**The problem**
Give the number of lines below that contain the word "written", and nothing else.

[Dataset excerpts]
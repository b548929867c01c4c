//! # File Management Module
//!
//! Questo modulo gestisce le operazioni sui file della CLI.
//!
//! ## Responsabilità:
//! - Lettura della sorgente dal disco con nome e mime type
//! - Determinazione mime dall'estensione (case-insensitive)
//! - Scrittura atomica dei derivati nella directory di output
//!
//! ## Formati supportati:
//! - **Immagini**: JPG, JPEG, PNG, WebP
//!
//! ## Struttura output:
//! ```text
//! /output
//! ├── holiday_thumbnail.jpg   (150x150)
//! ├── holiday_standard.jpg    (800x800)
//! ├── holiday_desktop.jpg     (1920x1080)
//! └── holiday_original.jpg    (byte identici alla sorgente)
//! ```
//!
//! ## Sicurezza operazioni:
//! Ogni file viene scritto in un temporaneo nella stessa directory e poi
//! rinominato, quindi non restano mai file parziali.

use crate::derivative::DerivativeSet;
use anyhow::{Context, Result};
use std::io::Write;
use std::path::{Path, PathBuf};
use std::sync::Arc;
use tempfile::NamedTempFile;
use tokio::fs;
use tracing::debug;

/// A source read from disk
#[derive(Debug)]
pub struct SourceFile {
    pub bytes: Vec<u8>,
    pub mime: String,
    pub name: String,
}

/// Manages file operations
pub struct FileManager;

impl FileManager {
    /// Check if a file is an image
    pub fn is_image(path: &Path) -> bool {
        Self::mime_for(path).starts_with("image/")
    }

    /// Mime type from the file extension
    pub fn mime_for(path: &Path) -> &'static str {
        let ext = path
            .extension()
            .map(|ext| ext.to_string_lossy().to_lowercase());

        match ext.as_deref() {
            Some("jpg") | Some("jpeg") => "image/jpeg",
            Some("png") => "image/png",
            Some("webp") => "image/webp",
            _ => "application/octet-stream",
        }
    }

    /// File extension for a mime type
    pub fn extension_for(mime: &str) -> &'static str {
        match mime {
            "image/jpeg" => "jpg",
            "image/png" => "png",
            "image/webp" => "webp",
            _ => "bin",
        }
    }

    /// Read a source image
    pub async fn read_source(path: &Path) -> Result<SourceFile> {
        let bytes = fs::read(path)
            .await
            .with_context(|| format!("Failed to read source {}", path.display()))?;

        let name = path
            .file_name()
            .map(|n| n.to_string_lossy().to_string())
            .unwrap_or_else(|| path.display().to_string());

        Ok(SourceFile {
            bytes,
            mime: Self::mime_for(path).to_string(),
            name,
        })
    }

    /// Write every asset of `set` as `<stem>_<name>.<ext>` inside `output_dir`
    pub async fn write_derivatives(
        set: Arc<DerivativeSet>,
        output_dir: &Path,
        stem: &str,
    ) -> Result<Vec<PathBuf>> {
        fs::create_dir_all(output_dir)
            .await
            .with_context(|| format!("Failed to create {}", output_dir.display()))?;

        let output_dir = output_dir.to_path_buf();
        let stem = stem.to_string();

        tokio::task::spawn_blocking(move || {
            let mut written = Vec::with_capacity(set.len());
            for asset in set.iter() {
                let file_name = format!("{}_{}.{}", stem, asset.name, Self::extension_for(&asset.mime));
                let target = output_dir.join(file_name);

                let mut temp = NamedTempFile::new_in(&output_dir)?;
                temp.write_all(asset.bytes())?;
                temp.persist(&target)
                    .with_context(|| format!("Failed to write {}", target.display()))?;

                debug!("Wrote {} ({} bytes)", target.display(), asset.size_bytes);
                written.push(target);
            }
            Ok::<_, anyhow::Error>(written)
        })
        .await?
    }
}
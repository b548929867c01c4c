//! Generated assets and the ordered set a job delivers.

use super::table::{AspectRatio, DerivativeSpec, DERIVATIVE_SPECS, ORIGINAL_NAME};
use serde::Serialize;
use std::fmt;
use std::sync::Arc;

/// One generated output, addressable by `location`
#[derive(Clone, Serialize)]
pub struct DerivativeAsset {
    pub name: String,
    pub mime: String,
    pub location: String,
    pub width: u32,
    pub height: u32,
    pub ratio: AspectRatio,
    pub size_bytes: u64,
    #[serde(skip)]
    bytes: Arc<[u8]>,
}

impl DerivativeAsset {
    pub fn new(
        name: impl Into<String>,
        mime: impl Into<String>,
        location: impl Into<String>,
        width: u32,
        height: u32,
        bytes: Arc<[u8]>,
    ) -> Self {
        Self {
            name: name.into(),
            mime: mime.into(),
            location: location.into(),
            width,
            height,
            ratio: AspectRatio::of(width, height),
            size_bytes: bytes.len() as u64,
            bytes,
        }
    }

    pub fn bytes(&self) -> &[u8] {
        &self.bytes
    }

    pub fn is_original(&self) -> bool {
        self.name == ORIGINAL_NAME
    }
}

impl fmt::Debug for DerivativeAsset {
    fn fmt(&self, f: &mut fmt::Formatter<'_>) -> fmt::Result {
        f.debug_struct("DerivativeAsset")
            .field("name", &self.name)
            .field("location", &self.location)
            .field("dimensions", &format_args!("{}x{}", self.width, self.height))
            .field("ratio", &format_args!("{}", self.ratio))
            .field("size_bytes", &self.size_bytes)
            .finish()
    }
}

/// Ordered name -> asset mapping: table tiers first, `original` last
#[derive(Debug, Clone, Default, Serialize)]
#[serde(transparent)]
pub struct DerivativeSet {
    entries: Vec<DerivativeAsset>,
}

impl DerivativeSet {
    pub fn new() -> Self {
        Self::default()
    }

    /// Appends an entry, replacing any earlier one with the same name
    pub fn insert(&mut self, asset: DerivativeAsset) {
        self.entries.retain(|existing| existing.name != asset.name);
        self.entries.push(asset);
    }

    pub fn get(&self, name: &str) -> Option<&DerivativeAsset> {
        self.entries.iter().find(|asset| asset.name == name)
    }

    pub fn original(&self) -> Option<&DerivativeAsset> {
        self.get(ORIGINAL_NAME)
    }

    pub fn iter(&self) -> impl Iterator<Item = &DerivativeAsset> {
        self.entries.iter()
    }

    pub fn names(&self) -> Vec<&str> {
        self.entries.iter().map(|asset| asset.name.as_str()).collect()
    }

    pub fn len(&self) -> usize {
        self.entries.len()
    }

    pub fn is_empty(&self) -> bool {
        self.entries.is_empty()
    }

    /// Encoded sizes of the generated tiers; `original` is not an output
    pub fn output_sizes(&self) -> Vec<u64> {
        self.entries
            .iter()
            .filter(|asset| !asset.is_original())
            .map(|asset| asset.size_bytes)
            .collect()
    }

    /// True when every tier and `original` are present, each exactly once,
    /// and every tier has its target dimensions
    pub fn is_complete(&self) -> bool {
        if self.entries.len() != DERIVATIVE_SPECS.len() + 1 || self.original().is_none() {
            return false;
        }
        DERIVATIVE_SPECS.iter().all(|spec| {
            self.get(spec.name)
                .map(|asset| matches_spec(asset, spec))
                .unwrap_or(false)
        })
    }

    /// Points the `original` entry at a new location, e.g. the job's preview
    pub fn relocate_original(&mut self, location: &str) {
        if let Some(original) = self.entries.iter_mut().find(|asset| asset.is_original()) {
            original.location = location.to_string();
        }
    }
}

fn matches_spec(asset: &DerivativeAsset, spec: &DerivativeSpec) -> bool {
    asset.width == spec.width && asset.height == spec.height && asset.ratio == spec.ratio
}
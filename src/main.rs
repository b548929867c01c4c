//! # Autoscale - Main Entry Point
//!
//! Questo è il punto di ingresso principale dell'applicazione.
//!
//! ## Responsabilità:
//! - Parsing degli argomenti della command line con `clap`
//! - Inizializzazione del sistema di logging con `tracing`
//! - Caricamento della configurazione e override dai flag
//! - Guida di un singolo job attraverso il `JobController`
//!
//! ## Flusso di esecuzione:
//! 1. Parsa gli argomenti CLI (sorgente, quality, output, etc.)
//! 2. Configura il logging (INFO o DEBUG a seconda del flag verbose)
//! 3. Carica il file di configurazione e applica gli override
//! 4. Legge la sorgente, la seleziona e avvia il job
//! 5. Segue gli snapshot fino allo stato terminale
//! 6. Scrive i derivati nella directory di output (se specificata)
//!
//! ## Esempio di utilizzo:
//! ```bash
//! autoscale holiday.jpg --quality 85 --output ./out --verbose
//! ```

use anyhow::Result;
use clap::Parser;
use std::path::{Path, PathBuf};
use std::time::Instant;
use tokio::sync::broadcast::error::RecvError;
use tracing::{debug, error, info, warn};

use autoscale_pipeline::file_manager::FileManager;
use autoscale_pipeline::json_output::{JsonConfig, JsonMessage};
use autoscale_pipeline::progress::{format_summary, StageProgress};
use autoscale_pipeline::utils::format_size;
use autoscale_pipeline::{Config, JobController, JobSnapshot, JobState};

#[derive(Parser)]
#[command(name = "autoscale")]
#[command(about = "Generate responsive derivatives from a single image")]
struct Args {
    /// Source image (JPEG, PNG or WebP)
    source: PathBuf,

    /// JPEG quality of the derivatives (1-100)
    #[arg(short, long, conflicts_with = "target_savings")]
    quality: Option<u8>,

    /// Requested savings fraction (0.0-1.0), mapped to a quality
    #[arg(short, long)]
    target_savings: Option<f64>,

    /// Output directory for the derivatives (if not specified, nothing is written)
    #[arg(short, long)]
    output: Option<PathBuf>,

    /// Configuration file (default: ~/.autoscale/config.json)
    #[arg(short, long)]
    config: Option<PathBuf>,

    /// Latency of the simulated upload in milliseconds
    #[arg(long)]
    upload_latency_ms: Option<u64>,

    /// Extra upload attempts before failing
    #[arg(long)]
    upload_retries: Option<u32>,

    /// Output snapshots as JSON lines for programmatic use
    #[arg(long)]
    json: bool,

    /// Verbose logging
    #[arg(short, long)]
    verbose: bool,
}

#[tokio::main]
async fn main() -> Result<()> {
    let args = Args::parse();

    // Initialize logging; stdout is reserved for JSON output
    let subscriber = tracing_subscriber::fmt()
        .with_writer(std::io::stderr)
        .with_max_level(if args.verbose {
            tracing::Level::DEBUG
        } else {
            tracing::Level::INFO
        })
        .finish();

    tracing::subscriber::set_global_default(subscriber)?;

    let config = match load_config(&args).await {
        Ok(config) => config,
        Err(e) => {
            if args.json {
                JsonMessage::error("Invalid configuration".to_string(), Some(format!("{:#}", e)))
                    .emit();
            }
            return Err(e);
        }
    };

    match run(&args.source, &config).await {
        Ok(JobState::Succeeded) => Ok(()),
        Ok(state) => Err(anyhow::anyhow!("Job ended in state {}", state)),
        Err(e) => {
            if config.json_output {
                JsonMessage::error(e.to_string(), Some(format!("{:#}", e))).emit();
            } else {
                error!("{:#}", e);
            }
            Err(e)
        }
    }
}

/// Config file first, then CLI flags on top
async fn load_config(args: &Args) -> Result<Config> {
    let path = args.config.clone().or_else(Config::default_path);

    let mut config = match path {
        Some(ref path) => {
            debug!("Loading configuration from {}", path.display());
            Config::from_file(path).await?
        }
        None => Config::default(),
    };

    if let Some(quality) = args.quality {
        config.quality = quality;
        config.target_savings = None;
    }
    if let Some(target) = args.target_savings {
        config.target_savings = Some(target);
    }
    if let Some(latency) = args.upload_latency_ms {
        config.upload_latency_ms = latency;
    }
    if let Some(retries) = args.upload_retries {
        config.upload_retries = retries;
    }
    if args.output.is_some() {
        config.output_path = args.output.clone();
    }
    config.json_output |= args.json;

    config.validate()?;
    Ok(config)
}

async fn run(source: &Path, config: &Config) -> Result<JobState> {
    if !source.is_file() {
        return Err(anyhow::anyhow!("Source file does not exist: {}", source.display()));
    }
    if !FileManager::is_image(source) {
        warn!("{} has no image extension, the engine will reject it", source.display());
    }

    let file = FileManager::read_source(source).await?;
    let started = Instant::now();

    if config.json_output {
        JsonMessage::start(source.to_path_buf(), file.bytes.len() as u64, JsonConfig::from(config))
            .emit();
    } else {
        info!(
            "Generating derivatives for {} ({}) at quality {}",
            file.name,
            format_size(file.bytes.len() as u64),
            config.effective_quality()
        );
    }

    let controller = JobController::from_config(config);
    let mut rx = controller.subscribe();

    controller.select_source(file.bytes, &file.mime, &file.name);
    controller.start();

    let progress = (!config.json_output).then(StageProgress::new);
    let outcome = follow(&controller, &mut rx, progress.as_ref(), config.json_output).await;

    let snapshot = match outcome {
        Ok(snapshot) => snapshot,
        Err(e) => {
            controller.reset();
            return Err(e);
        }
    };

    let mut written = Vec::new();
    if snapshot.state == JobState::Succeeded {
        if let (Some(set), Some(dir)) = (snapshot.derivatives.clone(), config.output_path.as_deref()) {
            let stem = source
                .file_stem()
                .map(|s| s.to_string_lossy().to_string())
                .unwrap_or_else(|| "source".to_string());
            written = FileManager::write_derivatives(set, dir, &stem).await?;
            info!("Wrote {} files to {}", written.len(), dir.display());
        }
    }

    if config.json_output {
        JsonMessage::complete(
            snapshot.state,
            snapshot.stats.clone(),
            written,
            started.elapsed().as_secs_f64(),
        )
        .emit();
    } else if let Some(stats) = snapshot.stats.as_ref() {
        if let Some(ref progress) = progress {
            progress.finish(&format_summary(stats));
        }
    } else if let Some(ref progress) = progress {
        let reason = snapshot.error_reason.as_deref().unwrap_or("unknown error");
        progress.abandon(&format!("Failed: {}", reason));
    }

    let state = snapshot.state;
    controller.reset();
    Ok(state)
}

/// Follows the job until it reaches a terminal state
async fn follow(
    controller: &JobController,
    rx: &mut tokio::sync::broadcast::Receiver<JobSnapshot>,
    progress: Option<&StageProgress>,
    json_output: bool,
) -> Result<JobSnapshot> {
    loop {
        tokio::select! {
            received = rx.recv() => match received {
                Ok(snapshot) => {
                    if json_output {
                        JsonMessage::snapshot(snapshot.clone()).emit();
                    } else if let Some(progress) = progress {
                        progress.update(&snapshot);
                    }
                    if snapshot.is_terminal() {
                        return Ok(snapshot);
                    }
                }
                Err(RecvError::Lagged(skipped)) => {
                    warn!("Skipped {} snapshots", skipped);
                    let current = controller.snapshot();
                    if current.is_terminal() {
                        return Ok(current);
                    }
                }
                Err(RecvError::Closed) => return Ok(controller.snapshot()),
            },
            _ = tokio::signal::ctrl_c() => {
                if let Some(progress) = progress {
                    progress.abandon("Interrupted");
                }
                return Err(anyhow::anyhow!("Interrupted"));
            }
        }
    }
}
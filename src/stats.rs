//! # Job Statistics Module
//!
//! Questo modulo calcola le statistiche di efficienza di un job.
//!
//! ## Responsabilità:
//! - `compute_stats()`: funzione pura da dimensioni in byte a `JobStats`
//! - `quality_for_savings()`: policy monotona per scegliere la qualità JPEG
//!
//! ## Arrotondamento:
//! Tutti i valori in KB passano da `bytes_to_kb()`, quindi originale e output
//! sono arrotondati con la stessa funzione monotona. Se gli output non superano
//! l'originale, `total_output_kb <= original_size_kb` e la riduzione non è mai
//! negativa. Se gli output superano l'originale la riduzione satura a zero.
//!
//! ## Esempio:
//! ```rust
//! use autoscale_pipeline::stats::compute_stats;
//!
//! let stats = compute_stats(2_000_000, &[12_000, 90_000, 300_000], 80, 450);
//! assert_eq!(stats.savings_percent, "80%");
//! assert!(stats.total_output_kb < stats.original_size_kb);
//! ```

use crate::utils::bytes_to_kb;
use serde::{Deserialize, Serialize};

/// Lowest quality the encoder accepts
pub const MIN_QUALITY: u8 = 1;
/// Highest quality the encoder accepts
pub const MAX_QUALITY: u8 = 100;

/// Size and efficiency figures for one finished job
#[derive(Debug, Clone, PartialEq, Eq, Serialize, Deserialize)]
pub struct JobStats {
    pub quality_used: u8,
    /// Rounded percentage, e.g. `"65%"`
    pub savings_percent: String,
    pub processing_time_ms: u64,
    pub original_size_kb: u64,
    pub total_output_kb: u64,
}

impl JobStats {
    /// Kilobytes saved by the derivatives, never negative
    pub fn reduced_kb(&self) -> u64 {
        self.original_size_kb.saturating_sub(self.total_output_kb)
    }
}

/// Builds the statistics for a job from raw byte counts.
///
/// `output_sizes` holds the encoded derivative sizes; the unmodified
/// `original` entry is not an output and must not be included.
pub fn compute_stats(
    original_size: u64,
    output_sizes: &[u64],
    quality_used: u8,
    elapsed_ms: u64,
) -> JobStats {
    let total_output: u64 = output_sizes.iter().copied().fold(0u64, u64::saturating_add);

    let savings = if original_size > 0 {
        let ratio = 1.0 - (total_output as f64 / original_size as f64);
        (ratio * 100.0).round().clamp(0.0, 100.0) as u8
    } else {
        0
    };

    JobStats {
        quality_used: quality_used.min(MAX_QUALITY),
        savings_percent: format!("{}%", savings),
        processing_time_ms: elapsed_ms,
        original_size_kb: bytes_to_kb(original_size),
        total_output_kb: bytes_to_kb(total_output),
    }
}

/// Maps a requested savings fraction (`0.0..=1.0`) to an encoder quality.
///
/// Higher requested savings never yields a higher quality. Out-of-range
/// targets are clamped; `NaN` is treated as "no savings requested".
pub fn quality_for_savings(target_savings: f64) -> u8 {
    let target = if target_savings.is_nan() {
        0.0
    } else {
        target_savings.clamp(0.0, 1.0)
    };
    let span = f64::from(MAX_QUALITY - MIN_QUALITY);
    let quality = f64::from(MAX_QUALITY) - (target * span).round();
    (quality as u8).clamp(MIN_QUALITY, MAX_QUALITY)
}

**Task solution**
8